◆ **EXERCISE DIRECTIONS**
Report each line of the entries that includes "derive" by copying it.

Top of DATA

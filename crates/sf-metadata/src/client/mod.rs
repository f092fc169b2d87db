//! Metadata API client.

use sf_inventory_client::Connection;

use crate::error::Result;
use crate::gateway::MetadataGateway;
use crate::types::{ListQuery, Listing, TypeDescriptor};

mod describe;
mod list;
mod query;
mod xml_helpers;

/// Gateway to one org: SOAP Metadata API for the catalog, REST for queries.
#[derive(Debug, Clone)]
pub struct MetadataClient {
    connection: Connection,
}

impl MetadataClient {
    /// Create a client from an existing connection.
    pub fn from_connection(connection: Connection) -> Self {
        Self { connection }
    }

    /// Create a client from instance URL and access token.
    pub fn from_parts(
        instance_url: impl Into<String>,
        access_token: impl Into<String>,
    ) -> Result<Self> {
        Ok(Self::from_connection(Connection::new(instance_url, access_token)?))
    }

    /// Get the underlying connection.
    pub fn connection(&self) -> &Connection {
        &self.connection
    }

    /// Metadata API SOAP endpoint for an API version.
    pub(crate) fn metadata_url(&self, api_version: &str) -> String {
        self.connection.metadata_url(api_version)
    }
}

impl MetadataGateway for MetadataClient {
    async fn describe_types(&self, api_version: &str) -> Result<Vec<TypeDescriptor>> {
        self.describe_metadata(api_version).await
    }

    async fn list_components(&self, query: &ListQuery, api_version: &str) -> Result<Listing> {
        self.list_metadata(query, api_version).await
    }

    async fn resolve_durable_id(&self, object_name: &str) -> Result<Option<String>> {
        self.durable_id(object_name).await
    }

    async fn query(&self, soql: &str) -> Result<Vec<serde_json::Value>> {
        self.query_rows(soql).await
    }
}
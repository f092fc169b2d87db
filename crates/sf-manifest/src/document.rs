//! The `package.xml` manifest and its serializer.

use std::io::Cursor;
use std::path::Path;

use quick_xml::events::{BytesDecl, BytesEnd, BytesStart, BytesText, Event};
use quick_xml::Writer;
use tracing::{debug, instrument};

use crate::error::{Error, ErrorKind, Result};

const METADATA_NAMESPACE: &str = "http://soap.sforce.com/2006/04/metadata";

/// Package manifest (package.xml).
#[derive(Debug, Clone, Default, PartialEq, Eq)]
pub struct ManifestDocument {
    pub types: Vec<PackageTypeMembers>,
    pub version: String,
}

/// Type members in a package manifest.
#[derive(Debug, Clone, PartialEq, Eq)]
pub struct PackageTypeMembers {
    pub name: String,
    pub members: Vec<String>,
}

impl ManifestDocument {
    /// Create a new package manifest with the given API version.
    pub fn new(version: impl Into<String>) -> Self {
        Self {
            types: Vec::new(),
            version: version.into(),
        }
    }

    /// Add a metadata type with its members.
    pub fn add_type(mut self, name: impl Into<String>, members: Vec<String>) -> Self {
        self.types.push(PackageTypeMembers {
            name: name.into(),
            members,
        });
        self
    }

    pub fn type_names(&self) -> Vec<&str> {
        self.types.iter().map(|t| t.name.as_str()).collect()
    }

    pub fn members(&self, name: &str) -> Option<&[String]> {
        self.types
            .iter()
            .find(|t| t.name == name)
            .map(|t| t.members.as_slice())
    }

    /// Render as `package.xml`. Values are escaped by the writer.
    pub fn to_xml(&self) -> Result<String> {
        let mut writer = Writer::new_with_indent(Cursor::new(Vec::new()), b' ', 4);

        write(&mut writer, Event::Decl(BytesDecl::new("1.0", Some("UTF-8"), None)))?;
        write(
            &mut writer,
            Event::Start(BytesStart::new("Package").with_attributes([("xmlns", METADATA_NAMESPACE)])),
        )?;

        for entry in &self.types {
            write(&mut writer, Event::Start(BytesStart::new("types")))?;
            for member in &entry.members {
                text_element(&mut writer, "members", member)?;
            }
            text_element(&mut writer, "name", &entry.name)?;
            write(&mut writer, Event::End(BytesEnd::new("types")))?;
        }

        text_element(&mut writer, "version", &self.version)?;
        write(&mut writer, Event::End(BytesEnd::new("Package")))?;

        let mut xml = String::from_utf8(writer.into_inner().into_inner())
            .map_err(|e| Error::new(ErrorKind::Serialize(e.to_string())))?;
        xml.push('\n');
        Ok(xml)
    }

    /// Serialize and write to `path`, creating missing parent directories.
    #[instrument(skip(self, path), fields(path = %path.display()))]
    pub fn write_to(&self, path: &Path) -> Result<()> {
        let xml = self.to_xml()?;
        let write_error = |e: std::io::Error| {
            Error::new(ErrorKind::FileWrite {
                path: path.to_path_buf(),
                message: e.to_string(),
            })
        };

        if let Some(parent) = path.parent().filter(|p| !p.as_os_str().is_empty()) {
            std::fs::create_dir_all(parent).map_err(write_error)?;
        }
        std::fs::write(path, xml.as_bytes()).map_err(write_error)?;

        debug!(types = self.types.len(), bytes = xml.len(), "manifest written");
        Ok(())
    }
}

fn write(writer: &mut Writer<Cursor<Vec<u8>>>, event: Event<'_>) -> Result<()> {
    writer
        .write_event(event)
        .map_err(|e| Error::new(ErrorKind::Serialize(e.to_string())))
}

fn text_element(writer: &mut Writer<Cursor<Vec<u8>>>, name: &str, value: &str) -> Result<()> {
    write(writer, Event::Start(BytesStart::new(name)))?;
    write(writer, Event::Text(BytesText::new(value)))?;
    write(writer, Event::End(BytesEnd::new(name)))
}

Bottom of DATA

◆ **SOLUTION TO THIS PROBLEM**
#[derive(Debug, Clone)]
#[derive(Debug, Clone, Default, PartialEq, Eq)]
#[derive(Debug, Clone, PartialEq, Eq)]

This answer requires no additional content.